■ TASK TO COMPLETE: Locate and copy each line in the data that contains the word "delete".

■ DATASET ENTRIES:

/---

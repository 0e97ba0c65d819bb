//! Shared Cache Handle
//!
//! `ResponseCache` is the handle the host builds once at start-up and hands
//! to every consumer. Clones share one store; a single mutex guards each full
//! read/modify/evict sequence.

use std::future::Future;
use std::sync::{Arc, Mutex, MutexGuard, Weak};
use std::time::Duration;

use tokio::task::JoinHandle;
use tracing::warn;

use crate::cache::{CacheMetrics, CacheStats, CacheStore, Clock, SystemClock};
use crate::config::{CacheConfig, DEFAULT_CLEANUP_INTERVAL_MS};
use crate::tasks::spawn_cleanup_task;

type SharedStore<T, C> = Arc<Mutex<CacheStore<T, C>>>;

/// Cloneable, thread-safe handle over a `CacheStore`.
///
/// Every operation takes the lock once and never awaits while holding it.
pub struct ResponseCache<T, C = SystemClock> {
    inner: SharedStore<T, C>,
    /// Interval used by `start_sweeper`
    cleanup_interval: Duration,
}

impl<T, C> Clone for ResponseCache<T, C> {
    fn clone(&self) -> Self {
        Self {
            inner: Arc::clone(&self.inner),
            cleanup_interval: self.cleanup_interval,
        }
    }
}

impl<T> ResponseCache<T, SystemClock> {
    /// Creates a cache on the system clock.
    pub fn new(config: &CacheConfig) -> Self {
        Self::from_store(CacheStore::from_config(config))
            .with_cleanup_interval(config.cleanup_interval)
    }
}

impl<T> Default for ResponseCache<T, SystemClock> {
    fn default() -> Self {
        Self::new(&CacheConfig::default())
    }
}

impl<T, C: Clock> ResponseCache<T, C> {
    /// Creates a cache reading time from `clock`.
    pub fn with_clock(config: &CacheConfig, clock: C) -> Self {
        Self::from_store(CacheStore::with_clock(
            config.max_size,
            config.default_ttl,
            clock,
        ))
        .with_cleanup_interval(config.cleanup_interval)
    }

    /// Wraps an existing store; the sweep interval is the one-minute default.
    pub fn from_store(store: CacheStore<T, C>) -> Self {
        Self {
            inner: Arc::new(Mutex::new(store)),
            cleanup_interval: Duration::from_millis(DEFAULT_CLEANUP_INTERVAL_MS),
        }
    }

    /// Overrides the interval `start_sweeper` uses. A zero interval keeps
    /// the current one.
    pub fn with_cleanup_interval(mut self, interval: Duration) -> Self {
        if !interval.is_zero() {
            self.cleanup_interval = interval;
        }
        self
    }

    pub fn cleanup_interval(&self) -> Duration {
        self.cleanup_interval
    }

    fn lock(&self) -> MutexGuard<'_, CacheStore<T, C>> {
        self.inner.lock().unwrap_or_else(|poisoned| {
            warn!("Cache mutex was poisoned, recovering store");
            poisoned.into_inner()
        })
    }

    /// Stores `payload` under `key`. See `CacheStore::set`.
    pub fn set(&self, key: impl Into<String>, payload: T, ttl: Option<Duration>) {
        self.lock().set(key, payload, ttl);
    }

    /// Returns a read-only snapshot of a fresh payload.
    pub fn get(&self, key: &str) -> Option<Arc<T>> {
        self.lock().get(key)
    }

    pub fn has(&self, key: &str) -> bool {
        self.lock().has(key)
    }

    pub fn delete(&self, key: &str) -> bool {
        self.lock().delete(key)
    }

    pub fn invalidate(&self, key: &str) -> bool {
        self.lock().invalidate(key)
    }

    pub fn invalidate_by_prefix(&self, prefix: &str) -> usize {
        self.lock().invalidate_by_prefix(prefix)
    }

    pub fn clear(&self) {
        self.lock().clear();
    }

    /// Stored entry count, expired-but-unswept entries included.
    pub fn len(&self) -> usize {
        self.lock().len()
    }

    pub fn is_empty(&self) -> bool {
        self.lock().is_empty()
    }

    pub fn keys(&self) -> Vec<String> {
        self.lock().keys()
    }

    pub fn stats(&self) -> CacheStats {
        self.lock().stats()
    }

    pub fn metrics(&self) -> CacheMetrics {
        self.lock().metrics()
    }

    pub fn ttl_remaining(&self, key: &str) -> Option<Duration> {
        self.lock().ttl_remaining(key)
    }

    /// Runs one passive sweep. Returns the number of entries removed.
    pub fn cleanup_expired(&self) -> usize {
        self.lock().cleanup_expired()
    }

    // == Read Through ==
    /// Returns the cached payload for `key`, or fetches, stores and returns a
    /// fresh one.
    ///
    /// The lock is released while `fetch` runs, so other callers (and the
    /// sweeper) may touch the cache in the meantime; the fresh payload simply
    /// overwrites whatever is there. A failed fetch caches nothing.
    pub async fn get_or_fetch<F, Fut, E>(
        &self,
        key: &str,
        ttl: Option<Duration>,
        fetch: F,
    ) -> Result<Arc<T>, E>
    where
        F: FnOnce() -> Fut,
        Fut: Future<Output = Result<T, E>>,
    {
        if let Some(hit) = self.get(key) {
            return Ok(hit);
        }

        let payload = Arc::new(fetch().await?);
        self.lock().set_shared(key, Arc::clone(&payload), ttl);
        Ok(payload)
    }

    pub(crate) fn downgrade(&self) -> Weak<Mutex<CacheStore<T, C>>> {
        Arc::downgrade(&self.inner)
    }

    pub(crate) fn upgrade(
        weak: &Weak<Mutex<CacheStore<T, C>>>,
        cleanup_interval: Duration,
    ) -> Option<Self> {
        weak.upgrade().map(|inner| Self {
            inner,
            cleanup_interval,
        })
    }
}

impl<T, C> ResponseCache<T, C>
where
    T: Send + Sync + 'static,
    C: Clock,
{
    /// Starts the passive sweep on the current tokio runtime.
    ///
    /// The task only holds a weak reference: it ends by itself once every
    /// handle is dropped, or when the returned handle is aborted.
    ///
    /// # Panics
    /// Panics when called outside a tokio runtime.
    pub fn spawn_sweeper(&self, interval: Duration) -> JoinHandle<()> {
        spawn_cleanup_task(self, interval)
    }

    /// Starts the passive sweep at the configured `cleanup_interval`.
    ///
    /// # Panics
    /// Panics when called outside a tokio runtime.
    pub fn start_sweeper(&self) -> JoinHandle<()> {
        spawn_cleanup_task(self, self.cleanup_interval)
    }
}
//! Clock Module
//!
//! Time source used by the store for `stored_at` stamps and expiry checks.
//! Tests drive a `ManualClock` instead of sleeping.

use std::sync::atomic::{AtomicU64, Ordering};
use std::sync::Arc;
use std::time::Duration;

use chrono::Utc;

// == Clock Trait ==
/// Millisecond time source.
pub trait Clock: Send + Sync + 'static {
    /// Current time in milliseconds.
    fn now_ms(&self) -> u64;
}

// == System Clock ==
/// Wall-clock time (Unix milliseconds).
#[derive(Debug, Clone, Copy, Default)]
pub struct SystemClock;

impl Clock for SystemClock {
    fn now_ms(&self) -> u64 {
        // Negative only for clocks set before 1970
        Utc::now().timestamp_millis().max(0) as u64
    }
}

// == Manual Clock ==
/// Clock that only moves when told to.
///
/// Clones share the same time, so a test can keep one clone and hand the
/// other to the cache.
#[derive(Debug, Clone, Default)]
pub struct ManualClock {
    now: Arc<AtomicU64>,
}

impl ManualClock {
    /// Creates a clock starting at zero.
    pub fn new() -> Self {
        Self::default()
    }

    /// Creates a clock starting at `start_ms`.
    pub fn starting_at(start_ms: u64) -> Self {
        Self {
            now: Arc::new(AtomicU64::new(start_ms)),
        }
    }

    /// Moves time forward.
    pub fn advance(&self, by: Duration) {
        self.now.fetch_add(by.as_millis() as u64, Ordering::SeqCst);
    }

    /// Jumps to an absolute time.
    pub fn set(&self, now_ms: u64) {
        self.now.store(now_ms, Ordering::SeqCst);
    }
}

impl Clock for ManualClock {
    fn now_ms(&self) -> u64 {
        self.now.load(Ordering::SeqCst)
    }
}
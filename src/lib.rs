//! Response Cache - an in-process cache for API responses
//!
//! Provides per-entry TTL expiration, a hard capacity with FIFO eviction,
//! and prefix invalidation for keeping cached lists coherent after writes.

pub mod cache;
pub mod config;
pub mod error;
pub mod keys;
pub mod tasks;
pub mod utils;

pub use cache::{CacheStats, ManualClock, ResponseCache};
pub use config::{CacheConfig, CacheOptions};
pub use error::{CacheError, Result};
pub use tasks::spawn_cleanup_task;
pub use utils::ApiCacheUtils;
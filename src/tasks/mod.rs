//! Background Tasks Module
//!
//! Contains background tasks that run periodically alongside the cache.
//!
//! # Tasks
//! - TTL Cleanup: Removes expired cache entries at configured intervals

mod cleanup;

pub use cleanup::spawn_cleanup_task;
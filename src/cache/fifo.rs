//! FIFO Tracker Module
//!
//! Tracks insertion order for eviction. Reads never touch this order.

use std::collections::BTreeMap;

// == Insertion Order ==
/// Keys ordered by insertion sequence number.
///
/// Every insert takes a fresh, strictly increasing sequence number, so the
/// first element of the map is always the oldest insertion. Removal by
/// sequence number is `O(log n)`.
#[derive(Debug, Default)]
pub struct InsertionOrder {
    order: BTreeMap<u64, String>,
    next_seq: u64,
}

impl InsertionOrder {
    // == Constructor ==
    pub fn new() -> Self {
        Self::default()
    }

    // == Push ==
    /// Records `key` as the newest insertion and returns its sequence number.
    pub fn push(&mut self, key: &str) -> u64 {
        let seq = self.next_seq;
        self.next_seq += 1;
        self.order.insert(seq, key.to_string());
        seq
    }

    // == Remove ==
    /// Forgets the insertion recorded under `seq`.
    pub fn remove(&mut self, seq: u64) -> Option<String> {
        self.order.remove(&seq)
    }

    // == Pop Oldest ==
    /// Returns and removes the oldest-inserted key.
    pub fn pop_oldest(&mut self) -> Option<String> {
        self.order.pop_first().map(|(_, key)| key)
    }

    // == Peek Oldest ==
    /// Returns the oldest-inserted key without removing it.
    pub fn peek_oldest(&self) -> Option<&str> {
        self.order.values().next().map(String::as_str)
    }

    /// Keys from oldest to newest.
    pub fn keys(&self) -> impl Iterator<Item = &str> {
        self.order.values().map(String::as_str)
    }

    pub fn clear(&mut self) {
        self.order.clear();
    }

    pub fn len(&self) -> usize {
        self.order.len()
    }

    pub fn is_empty(&self) -> bool {
        self.order.is_empty()
    }
}
//! Distance from an inside point to the shell boundary, with the exit normal.

use geonav_intersect::{cone_distance, phi_min_distance, sphere_crossing, Ray, SphereRoot};
use geonav_math::{azimuth_degrees, Dir3, Point3, Vec3, BIG, ORIGIN_R2};

use crate::contains::{is_inside, Checks};
use crate::params::{PolarBound, PolarSurface};
use crate::SphereParams;

/// The surface a ray leaves the shell through.
#[derive(Debug, Clone, Copy, PartialEq)]
enum ExitSurface {
    Inner,
    Outer,
    Polar(PolarBound),
    Wedge,
}

/// Nearest candidate seen so far.
struct Nearest {
    distance: f64,
    surface: Option<ExitSurface>,
}

impl Nearest {
    fn offer(&mut self, distance: Option<f64>, surface: ExitSurface) {
        if let Some(s) = distance {
            if s < self.distance {
                self.distance = s;
                self.surface = Some(surface);
            }
        }
    }
}

/// Distance along `dir` from `point` (inside the shell) to the boundary, and
/// the outward unit normal at the exit point.
///
/// Each constraint of the shell is left at the first crossing of its
/// surface, so the exit is the nearest of those crossings. Returns
/// `(BIG, None)` only when the point was not inside to begin with.
pub fn exit_crossing(params: &SphereParams, point: &Point3, dir: &Dir3) -> (f64, Option<Dir3>) {
    let r2 = point.coords.norm_squared();
    let rmax = params.rmax();

    // From the origin a ray pointing into the angular range runs straight to
    // rmax; any other direction leaves at once through a cone apex or wedge edge
    if r2 < ORIGIN_R2 && is_inside(params, &Point3::from(dir.into_inner()), Checks::ANGULAR) {
        return (rmax, Some(*dir));
    }

    let ray = Ray::from_dir(*point, *dir);
    let b = point.coords.dot(dir.as_ref());
    let mut nearest = Nearest {
        distance: BIG,
        surface: None,
    };

    if params.has_inner_radius() {
        let rmin = params.rmin();
        let s = if r2 <= rmin * rmin {
            (b < 0.0).then_some(0.0)
        } else {
            sphere_crossing(&ray, rmin, SphereRoot::First)
        };
        nearest.offer(s, ExitSurface::Inner);
    }

    let s = if r2 >= rmax * rmax && b >= 0.0 {
        Some(0.0)
    } else {
        sphere_crossing(&ray, rmax, SphereRoot::Second)
    };
    nearest.offer(s, ExitSurface::Outer);

    if params.has_theta1_surface() {
        let s = polar_exit(params, &ray, PolarBound::Lower);
        nearest.offer(s, ExitSurface::Polar(PolarBound::Lower));
    }
    if params.has_theta2_surface() {
        let s = polar_exit(params, &ray, PolarBound::Upper);
        nearest.offer(s, ExitSurface::Polar(PolarBound::Upper));
    }
    if params.has_phi_cut() {
        nearest.offer(phi_min_distance(&ray, params.wedge()), ExitSurface::Wedge);
    }

    match nearest.surface {
        Some(surface) => {
            let hit = ray.at(nearest.distance);
            (nearest.distance, Some(exit_normal(params, &hit, surface)))
        }
        None => (BIG, None),
    }
}

fn polar_exit(params: &SphereParams, ray: &Ray, bound: PolarBound) -> Option<f64> {
    match params.polar_surface(bound) {
        PolarSurface::Equator => {
            let (pz, dz) = (ray.origin.z, ray.direction.z);
            // Lower bound at 90 keeps z <= 0, upper bound keeps z >= 0
            let leaving = match bound {
                PolarBound::Lower => dz > 0.0,
                PolarBound::Upper => dz < 0.0,
            };
            leaving.then(|| (-pz / dz).max(0.0))
        }
        PolarSurface::Cone { r1, z1, r2, z2 } => cone_distance(ray, r1, z1, r2, z2),
    }
}

fn exit_normal(params: &SphereParams, hit: &Point3, surface: ExitSurface) -> Dir3 {
    match surface {
        ExitSurface::Inner => Dir3::new_normalize(-hit.coords),
        ExitSurface::Outer => Dir3::new_normalize(hit.coords),
        ExitSurface::Polar(bound) => {
            let sign = match bound {
                PolarBound::Lower => -1.0,
                PolarBound::Upper => 1.0,
            };
            if let PolarSurface::Equator = params.polar_surface(bound) {
                return Dir3::new_normalize(Vec3::new(0.0, 0.0, -sign));
            }
            // Unit vector towards increasing polar angle on the cone
            let (st, ct) = params.theta(bound).to_radians().sin_cos();
            let (sp, cp) = azimuth_degrees(hit.x, hit.y).to_radians().sin_cos();
            Dir3::new_normalize(sign * Vec3::new(ct * cp, ct * sp, -st))
        }
        ExitSurface::Wedge => {
            let wedge = params.wedge();
            let n1 = wedge.normal1();
            let n2 = wedge.normal2();
            if hit.coords.dot(&n1).abs() <= hit.coords.dot(&n2).abs() {
                Dir3::new_normalize(n1)
            } else {
                Dir3::new_normalize(n2)
            }
        }
    }
}
//! Validated dimensions of a spherical shell.

use geonav_intersect::Wedge;
use geonav_math::{normalize_degrees, Tolerance};
use geonav_solid::{GeometryError, Result};
use serde::{Deserialize, Serialize};

/// Raw, unvalidated shell dimensions as they appear in configuration files.
///
/// Angles are in degrees. Omitted angular fields describe the full sphere.
#[derive(Debug, Clone, Copy, PartialEq, Serialize, Deserialize)]
pub struct SphereDimensions {
    /// Inner radius.
    #[serde(default)]
    pub rmin: f64,
    /// Outer radius.
    pub rmax: f64,
    /// Lower polar bound.
    #[serde(default)]
    pub theta1: f64,
    /// Upper polar bound.
    #[serde(default = "default_theta2")]
    pub theta2: f64,
    /// Azimuthal start.
    #[serde(default)]
    pub phi1: f64,
    /// Azimuthal end.
    #[serde(default = "default_phi2")]
    pub phi2: f64,
}

fn default_theta2() -> f64 {
    180.0
}

fn default_phi2() -> f64 {
    360.0
}

impl SphereDimensions {
    /// Full sphere of radius `rmax` with a hole of radius `rmin`.
    pub fn shell(rmin: f64, rmax: f64) -> Self {
        Self {
            rmin,
            rmax,
            theta1: 0.0,
            theta2: default_theta2(),
            phi1: 0.0,
            phi2: default_phi2(),
        }
    }
}

/// Validated shell dimensions with their derived flags.
///
/// Invariants: `0 <= rmin < rmax`, `0 <= theta1 < theta2 <= 180`, both
/// azimuths in `[0, 360)`. The flags always agree with the dimensions.
#[derive(Debug, Clone, Copy, PartialEq, Serialize, Deserialize)]
#[serde(try_from = "SphereDimensions", into = "SphereDimensions")]
pub struct SphereParams {
    rmin: f64,
    rmax: f64,
    theta1: f64,
    theta2: f64,
    phi1: f64,
    phi2: f64,
    has_inner_radius: bool,
    has_theta_cut: bool,
    has_phi_cut: bool,
    wedge: Wedge,
}

impl SphereParams {
    /// Validate a full dimension set.
    pub fn new(rmin: f64, rmax: f64, theta1: f64, theta2: f64, phi1: f64, phi2: f64) -> Result<Self> {
        for (name, value) in [
            ("rmin", rmin),
            ("rmax", rmax),
            ("theta1", theta1),
            ("theta2", theta2),
            ("phi1", phi1),
            ("phi2", phi2),
        ] {
            if !value.is_finite() {
                return Err(GeometryError::NonFinite { name, value });
            }
        }
        if rmin < 0.0 || rmin >= rmax {
            return Err(GeometryError::InvalidRadii { rmin, rmax });
        }
        if theta1 < 0.0 || theta2 > 180.0 || theta1 >= theta2 {
            return Err(GeometryError::InvalidTheta { theta1, theta2 });
        }

        // Decided on the raw inputs: (-90, 270) is a full turn, (0, 720) is not
        let mut has_phi_cut = (phi2 - phi1).abs() != 360.0;
        let wedge = if has_phi_cut {
            if (phi2 - phi1).rem_euclid(360.0) == 0.0 {
                return Err(GeometryError::ZeroWidthWedge { phi1, phi2 });
            }
            let wedge = Wedge::new(phi1, phi2);
            // Widths that round to a whole turn are no cut at all
            if wedge.is_full() {
                has_phi_cut = false;
            }
            wedge
        } else {
            Wedge::full()
        };

        Ok(Self {
            rmin,
            rmax,
            theta1,
            theta2,
            phi1: normalize_degrees(phi1),
            phi2: normalize_degrees(phi2),
            has_inner_radius: rmin > 0.0,
            has_theta_cut: theta2 - theta1 < 180.0,
            has_phi_cut,
            wedge: if has_phi_cut { wedge } else { Wedge::full() },
        })
    }

    /// Full sphere (or full shell when `rmin > 0`).
    pub fn shell(rmin: f64, rmax: f64) -> Result<Self> {
        Self::new(rmin, rmax, 0.0, 180.0, 0.0, 360.0)
    }

    /// Build from `[rmin, rmax, theta1, theta2, phi1, phi2]`.
    ///
    /// Between two and six values are accepted; missing trailing values
    /// default to the full sphere.
    pub fn from_slice(values: &[f64]) -> Result<Self> {
        if !(2..=6).contains(&values.len()) {
            return Err(GeometryError::ParameterCount(values.len()));
        }
        let mut full = [0.0, 0.0, 0.0, 180.0, 0.0, 360.0];
        full[..values.len()].copy_from_slice(values);
        let [rmin, rmax, theta1, theta2, phi1, phi2] = full;
        Self::new(rmin, rmax, theta1, theta2, phi1, phi2)
    }

    /// Inner radius.
    pub fn rmin(&self) -> f64 {
        self.rmin
    }

    /// Outer radius.
    pub fn rmax(&self) -> f64 {
        self.rmax
    }

    /// Lower polar bound in degrees.
    pub fn theta1(&self) -> f64 {
        self.theta1
    }

    /// Upper polar bound in degrees.
    pub fn theta2(&self) -> f64 {
        self.theta2
    }

    /// Azimuthal start in degrees, in `[0, 360)`.
    pub fn phi1(&self) -> f64 {
        self.phi1
    }

    /// Azimuthal end in degrees, in `[0, 360)`.
    pub fn phi2(&self) -> f64 {
        self.phi2
    }

    /// Whether the shell has a hole (`rmin > 0`).
    pub fn has_inner_radius(&self) -> bool {
        self.has_inner_radius
    }

    /// Whether the polar range is narrower than `[0, 180]`.
    pub fn has_theta_cut(&self) -> bool {
        self.has_theta_cut
    }

    /// Whether the azimuth is restricted to a wedge.
    pub fn has_phi_cut(&self) -> bool {
        self.has_phi_cut
    }

    /// Whether the lower polar bound is an actual surface.
    pub fn has_theta1_surface(&self) -> bool {
        self.has_theta_cut && self.theta1 > 0.0
    }

    /// Whether the upper polar bound is an actual surface.
    pub fn has_theta2_surface(&self) -> bool {
        self.has_theta_cut && self.theta2 < 180.0
    }

    /// Whether neither a polar nor an azimuthal cut applies.
    pub fn is_full_sphere(&self) -> bool {
        !self.has_theta_cut && !self.has_phi_cut
    }

    /// The azimuthal wedge; the full turn when there is no cut.
    pub fn wedge(&self) -> &Wedge {
        &self.wedge
    }

    /// Angular width of the wedge in degrees, 360 without a cut.
    pub fn dphi(&self) -> f64 {
        self.wedge.width()
    }
}

impl TryFrom<SphereDimensions> for SphereParams {
    type Error = GeometryError;

    fn try_from(d: SphereDimensions) -> Result<Self> {
        Self::new(d.rmin, d.rmax, d.theta1, d.theta2, d.phi1, d.phi2)
    }
}

impl From<SphereParams> for SphereDimensions {
    fn from(p: SphereParams) -> Self {
        Self {
            rmin: p.rmin,
            rmax: p.rmax,
            theta1: p.theta1,
            theta2: p.theta2,
            phi1: p.phi1,
            phi2: p.phi1 + p.dphi(),
        }
    }
}

/// Which polar bound a surface belongs to.
#[derive(Debug, Clone, Copy, PartialEq, Eq)]
pub(crate) enum PolarBound {
    Lower,
    Upper,
}

/// The surface a polar bound cuts out of the shell.
#[derive(Debug, Clone, Copy, PartialEq)]
pub(crate) enum PolarSurface {
    /// A bound of 90 degrees: the `z = 0` plane.
    Equator,
    /// Conical segment between the rims `(r1, z1)` and `(r2, z2)`, `z1 < z2`.
    Cone { r1: f64, z1: f64, r2: f64, z2: f64 },
}

impl SphereParams {
    /// Polar angle of `bound`, in degrees.
    pub(crate) fn theta(&self, bound: PolarBound) -> f64 {
        match bound {
            PolarBound::Lower => self.theta1,
            PolarBound::Upper => self.theta2,
        }
    }

    /// The surface cut by `bound` between the two radii.
    pub(crate) fn polar_surface(&self, bound: PolarBound) -> PolarSurface {
        let theta = self.theta(bound);
        if Tolerance::DEFAULT.angles_equal(theta, 90.0) {
            return PolarSurface::Equator;
        }
        let (si, ci) = theta.to_radians().sin_cos();
        let (inner, outer) = ((self.rmin * si, self.rmin * ci), (self.rmax * si, self.rmax * ci));
        let ((r1, z1), (r2, z2)) = if ci > 0.0 { (inner, outer) } else { (outer, inner) };
        PolarSurface::Cone { r1, z1, r2, z2 }
    }
}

\---

■ SOLVED PROBLEM:
    pub fn delete(&self, key: &str) -> bool {
        self.lock().delete(key)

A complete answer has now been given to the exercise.